RSS

Aylık arşivler: Ağustos 2016

bir baş soğan

Screen Shot 2016-08-28 at 9.25.30 PM

Kokar mıyım diye endişe etmeden soğan yemenin dayanılmaz mutluluğu içindeyim. Uzun zamandır ilk defa bu akşam Ouzla yapayalnızız. Kutlama olarak bir baş kırmızı soğanı dün pişirmiş olduğum zeytinyağlı taze fasulyeye katık yaptım. Az önce bitti. Derin derin soluyor, soluğumu kokluyor, hasret gideriyorum. Pastırma bir, soğan iki, en sevdiklerimden ve kokacağım endişesiyle doyamadan gideceklerimden. Insanoğlu her şeyin yokluğuna alışıveriyor gerçi. Zaman ilaç olsun olmasın alışılıyor. Yaşam işte; düşüp düşüp kalkabilme sanatı. Hepimiz birer sanatçıyız. Düşe kalka, yapa boza, yeniye hemen alışa, eskiyi unuta unuta yaşıyoruz. Yalana dolana, riya, vefasızlığa, bile bile kanmalara, gözünün gördüğüne inanamamalara, yüzün her türlüsüne, yüzsüzlüğün daniskasına da alışılıyor. Şahsım adına, bizzat benim arada hâlâ şaşırdıklarım oluyor, olmuyor değil. Farkına vardığımsa; umurumu kaybetmişim. Umursamaz olmuşum. Halbusem farkına varamadan olmuşum, olmuş bitmişim benim haberim olmamış. Bu zamanda kullanılmaya devam ediliyor mu, bilmiyorum. Bizim çocukluğumuzda moda bi’laf vardı: ‘ Sikimden aşağı Kasımpaşa ‘ diye. Gerçi ben pek rahat söyleyemezdim, siki olmayanların kullanmaları mübâh mıdır bilemediğim için di bilememişliğim. Şimdilerde bu da umurumda değil.
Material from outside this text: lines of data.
mod config;
mod routes;

use std::net::SocketAddr;
use std::process::ExitCode;

use leptos::prelude::get_configuration;
use tracing_subscriber::EnvFilter;

use crate::config::{ConfigError, HostConfig};

#[tokio::main]
async fn main() -> ExitCode {
    dotenvy::dotenv().ok();

    tracing_subscriber::fmt()
        .with_env_filter(EnvFilter::try_from_default_env().unwrap_or_else(|_| EnvFilter::new("info")))
        .init();

    match run().await {
        Ok(()) => ExitCode::SUCCESS,
        Err(e) => {
            tracing::error!(error = %e, "socialscheduler failed to start");
            ExitCode::FAILURE
        }
    }
}

#[derive(Debug, thiserror::Error)]
enum StartupError {
    #[error(transparent)]
    Config(#[from] ConfigError),
    #[error("server: {0}")]
    Io(#[from] std::io::Error),
}

async fn run() -> Result<(), StartupError> {
    let host = HostConfig::from_env()?;
    let conf = get_configuration(None).map_err(|e| ConfigError::Leptos(e.to_string()))?;
    let mut leptos_options = conf.leptos_options;
    let addr = SocketAddr::from(([0, 0, 0, 0], host.port));
    leptos_options.site_addr = addr;

    let app = routes::app(leptos_options, host.api_config());
    let listener = tokio::net::TcpListener::bind(addr).await?;

    tracing::info!(port = host.port, api_base_url = %host.api_base_url, "socialscheduler listening");
    axum::serve(listener, app).await?;
    Ok(())
}
//! Timestamp display helpers.
//!
//! Backend timestamps arrive as ISO-8601 strings with or without an offset;
//! `datetime-local` inputs produce minute precision without seconds. All are
//! shown in the wall-clock time they carry.

#[cfg(test)]
#[path = "format_test.rs"]
mod format_test;

use chrono::{DateTime, NaiveDate, NaiveDateTime};

const NAIVE_FORMATS: [&str; 3] = ["%Y-%m-%dT%H:%M:%S%.f", "%Y-%m-%dT%H:%M", "%Y-%m-%d %H:%M:%S%.f"];

/// Parse a backend or form timestamp.
pub fn parse_timestamp(raw: &str) -> Option<NaiveDateTime> {
    let raw = raw.trim();
    if let Ok(dt) = DateTime::parse_from_rfc3339(raw) {
        return Some(dt.naive_local());
    }
    NAIVE_FORMATS
        .iter()
        .find_map(|fmt| NaiveDateTime::parse_from_str(raw, fmt).ok())
        .or_else(|| {
            NaiveDate::parse_from_str(raw, "%Y-%m-%d")
                .ok()
                .and_then(|d| d.and_hms_opt(0, 0, 0))
        })
}

/// `Mar 01, 2024 09:05`; unparseable input is shown as-is.
pub fn format_date_time(raw: &str) -> String {
    parse_timestamp(raw).map_or_else(
        || raw.to_owned(),
        |dt| dt.format("%b %d, %Y %H:%M").to_string(),
    )
}

/// `Mar 01, 2024`; unparseable input is shown as-is.
pub fn format_date(raw: &str) -> String {
    parse_timestamp(raw).map_or_else(|| raw.to_owned(), |dt| dt.format("%b %d, %Y").to_string())
}
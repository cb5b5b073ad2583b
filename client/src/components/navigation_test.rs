use super::*;

#[test]
fn nav_items_cover_every_route() {
    let hrefs: Vec<&str> = NAV_ITEMS.iter().map(|(_, href)| *href).collect();
    assert_eq!(hrefs, vec!["/", "/schedule", "/posts", "/analytics", "/customizer"]);
}

#[test]
fn is_active_requires_exact_match() {
    assert!(is_active("/posts", "/posts"));
    assert!(!is_active("/posts/3", "/posts"));
    assert!(!is_active("/schedule", "/"));
    assert!(is_active("/", "/"));
}
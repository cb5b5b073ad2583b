//! Networking modules for the scheduler REST API.
//!
//! SYSTEM CONTEXT
//! ==============
//! `api` performs the HTTP calls and `types` defines the shared wire schema.

pub mod api;
pub mod types;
Olup olmamasının pek bir ehemmiyeti kalmadı. Konu soğandan bu uzva geldi. Gerçekten planlı değildi. Hayır, kimseyi iplememeye çalıştığım bir gün falan da değil. Olacak olana engel olunamıyor kanıtı bir durum yaşadığım, inanır mısınız? Inanın ya da inanmayın durum bu.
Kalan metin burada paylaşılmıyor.